TL;DR: GenAI applications can move from operational chaos to controlled routing when the API layer centralises governance, secret handling, rate limits, observability, and prompt-injection defences, according to Kong. The real lesson is that GenAI governance fails when teams treat the model layer as the only risk boundary; access control and telemetry around the application flow matter just as much.
NHIMG editorial — based on content published by Kong: From Chaos to Control: How Kong AI Gateway Streamlined My GenAI Application
Questions worth separating out
Q: How should security teams govern GenAI applications that rely on external model APIs?

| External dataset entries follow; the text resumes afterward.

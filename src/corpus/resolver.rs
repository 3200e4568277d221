// src/corpus/resolver.rs

//! Maps human-typed chapter names onto the corpus index.

use std::collections::{HashMap, HashSet};

use crate::models::index::CorpusIndex;

/// A requested chapter that exists in the index.
#[derive(Debug, Clone, PartialEq, Eq)]
pub struct ResolvedChapter {
    /// The name exactly as the user supplied it.
    pub requested: String,
    pub subject: String,
    /// The topic name as spelled in the index; used to locate the record file.
    pub topic: String,
}

#[derive(Debug, Clone, Default, PartialEq, Eq)]
pub struct Resolution {
    /// In request order, one entry per distinct normalized name.
    pub resolved: Vec<ResolvedChapter>,
    pub unmatched: Vec<String>,
}

impl Resolution {
    /// Subjects touched by the resolved chapters, first-seen order, no repeats.
    pub fn subjects(&self) -> Vec<String> {
        let mut seen = HashSet::new();
        self.resolved
            .iter()
            .filter(|c| seen.insert(c.subject.as_str()))
            .map(|c| c.subject.clone())
            .collect()
    }
}

/// Canonical form used for matching: lower-case, `-`/`_` as spaces, whitespace collapsed.
pub fn normalize_topic(name: &str) -> String {
    name.to_lowercase()
        .replace(['-', '_'], " ")
        .split_whitespace()
        .collect::<Vec<_>>()
        .join(" ")
}

/// Splits a comma-separated chapter list. Literal `%2C` is accepted as a comma.
pub fn parse_chapter_list(raw: &str) -> Vec<String> {
    raw.replace("%2C", ",")
        .replace("%2c", ",")
        .split(',')
        .map(str::trim)
        .filter(|s| !s.is_empty())
        .map(str::to_string)
        .collect()
}

/// Resolves requested chapter names against the index.
///
/// Unknown names land in `unmatched`; names that normalize to one already
/// resolved are dropped. When two topics normalize to the same key, the first
/// subject scanned wins.
pub fn resolve(requested: &[String], index: &CorpusIndex) -> Resolution {
    let mut lookup: HashMap<String, (String, String)> = HashMap::new();
    for (subject, entry) in &index.subjects {
        for topic in entry.topic_names() {
            lookup
                .entry(normalize_topic(&topic))
                .or_insert_with(|| (subject.clone(), topic));
        }
    }

    let mut resolution = Resolution::default();
    let mut taken = HashSet::new();

    for name in requested {
        let key = normalize_topic(name);
        match lookup.get(&key) {
            Some((subject, topic)) => {
                if taken.insert(key) {
                    resolution.resolved.push(ResolvedChapter {
                        requested: name.clone(),
                        subject: subject.clone(),
                        topic: topic.clone(),
                    });
                }
            }
            None => resolution.unmatched.push(name.clone()),
        }
    }

    resolution
}
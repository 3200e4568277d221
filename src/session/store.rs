// src/session/store.rs

use std::collections::HashMap;
use std::path::PathBuf;
use std::sync::Mutex;

use chrono::{DateTime, Utc};
use sha2::{Digest, Sha256};

use crate::config::{SESSION_KEY_DIGEST_LEN, SESSION_KEY_NAMESPACE, SESSION_KEY_PREFIX_LEN};

/// Per-device key-value storage for session state.
///
/// Access is synchronous; callers read before they write.
pub trait SessionStore: Send + Sync {
    fn get(&self, key: &str) -> Option<String>;
    fn set(&self, key: &str, value: &str);
}

/// Storage key for a token: a bounded prefix plus a short digest of the whole token.
///
/// Tokens sharing a prefix still get their own key.
pub fn session_key(token: &str) -> String {
    let token = token.trim();
    let prefix: String = token.chars().take(SESSION_KEY_PREFIX_LEN).collect();
    let digest = format!("{:x}", Sha256::digest(token.as_bytes()));
    format!(
        "{}:{}:{}",
        SESSION_KEY_NAMESPACE,
        prefix,
        &digest[..SESSION_KEY_DIGEST_LEN]
    )
}

/// Returns the persisted start of the session for `token`, recording `now` if there is none.
///
/// An unreadable stored value is replaced.
pub fn load_or_start(store: &dyn SessionStore, token: &str, now: DateTime<Utc>) -> DateTime<Utc> {
    let key = session_key(token);

    if let Some(raw) = store.get(&key) {
        match raw.trim().parse::<i64>().ok().and_then(DateTime::from_timestamp_millis) {
            Some(started) => return started,
            None => tracing::warn!("Discarding unreadable session start '{}' for {}", raw, key),
        }
    }

    store.set(&key, &now.timestamp_millis().to_string());
    tracing::debug!("Started new session {}", key);
    now
}

/// Process-local store, used by tests and short-lived clients.
#[derive(Debug, Default)]
pub struct MemoryStore {
    entries: Mutex<HashMap<String, String>>,
}

impl MemoryStore {
    pub fn new() -> Self {
        Self::default()
    }
}

impl SessionStore for MemoryStore {
    fn get(&self, key: &str) -> Option<String> {
        let entries = self.entries.lock().unwrap_or_else(|e| e.into_inner());
        entries.get(key).cloned()
    }

    fn set(&self, key: &str, value: &str) {
        let mut entries = self.entries.lock().unwrap_or_else(|e| e.into_inner());
        entries.insert(key.to_string(), value.to_string());
    }
}

/// A JSON object on disk. Write failures are logged; the session keeps running
/// on its in-memory start time.
#[derive(Debug)]
pub struct FileStore {
    path: PathBuf,
    lock: Mutex<()>,
}

impl FileStore {
    pub fn new(path: impl Into<PathBuf>) -> Self {
        Self {
            path: path.into(),
            lock: Mutex::new(()),
        }
    }

    fn read_all(&self) -> HashMap<String, String> {
        match std::fs::read_to_string(&self.path) {
            Ok(body) => serde_json::from_str(&body).unwrap_or_else(|e| {
                tracing::warn!("Ignoring corrupt session store {}: {}", self.path.display(), e);
                HashMap::new()
            }),
            Err(e) if e.kind() == std::io::ErrorKind::NotFound => HashMap::new(),
            Err(e) => {
                tracing::warn!("Failed to read session store {}: {}", self.path.display(), e);
                HashMap::new()
            }
        }
    }

    fn write_all(&self, entries: &HashMap<String, String>) -> std::io::Result<()> {
        if let Some(parent) = self.path.parent().filter(|p| !p.as_os_str().is_empty()) {
            std::fs::create_dir_all(parent)?;
        }
        let body = serde_json::to_string_pretty(entries).map_err(std::io::Error::other)?;
        let tmp = self.path.with_extension("tmp");
        std::fs::write(&tmp, body)?;
        std::fs::rename(&tmp, &self.path)
    }
}

impl SessionStore for FileStore {
    fn get(&self, key: &str) -> Option<String> {
        let _guard = self.lock.lock().unwrap_or_else(|e| e.into_inner());
        self.read_all().remove(key)
    }

    fn set(&self, key: &str, value: &str) {
        let _guard = self.lock.lock().unwrap_or_else(|e| e.into_inner());
        let mut entries = self.read_all();
        entries.insert(key.to_string(), value.to_string());
        if let Err(e) = self.write_all(&entries) {
            tracing::warn!("Failed to persist session store {}: {}", self.path.display(), e);
        }
    }
}
// src/handlers/corpus.rs

use std::sync::Arc;

use axum::{Json, extract::State, response::IntoResponse};

use crate::{corpus::CorpusSource, error::AppError};

/// Lists every chapter in the corpus, grouped by subject.
pub async fn list_chapters(
    State(corpus): State<Arc<dyn CorpusSource>>,
) -> Result<impl IntoResponse, AppError> {
    let index = corpus
        .fetch_index()
        .await
        .map_err(|e| AppError::Upstream(e.to_string()))?;

    Ok(Json(index.chapter_listing()))
}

A: They should put policy, logging, rate limiting, and secret handling in front of the model rather than inside individual applications.
Q: Why do exposed API keys create such a large risk in GenAI workloads?
A: Because the key is the workload’s identity, so compromise can grant direct access to model APIs and related data flows.
Q: What do security teams get wrong about prompt injection in production AI apps?
A: They often treat prompt injection as a content moderation issue when it is really a request-control issue.
Practitioner guidance
- Separate model access from application secrets Move API keys and other secrets into a dedicated vault and keep them out of application code, build artefacts, and client-visible configuration.
- Enforce policy at the AI ingress layer Apply rate limiting, quotas, request filtering, and prompt inspection before traffic reaches the model.
- Instrument prompt and token telemetry Capture prompt flow, token counts, latency, and policy decisions in the same operational view so security and platform teams can detect abnormal usage patterns.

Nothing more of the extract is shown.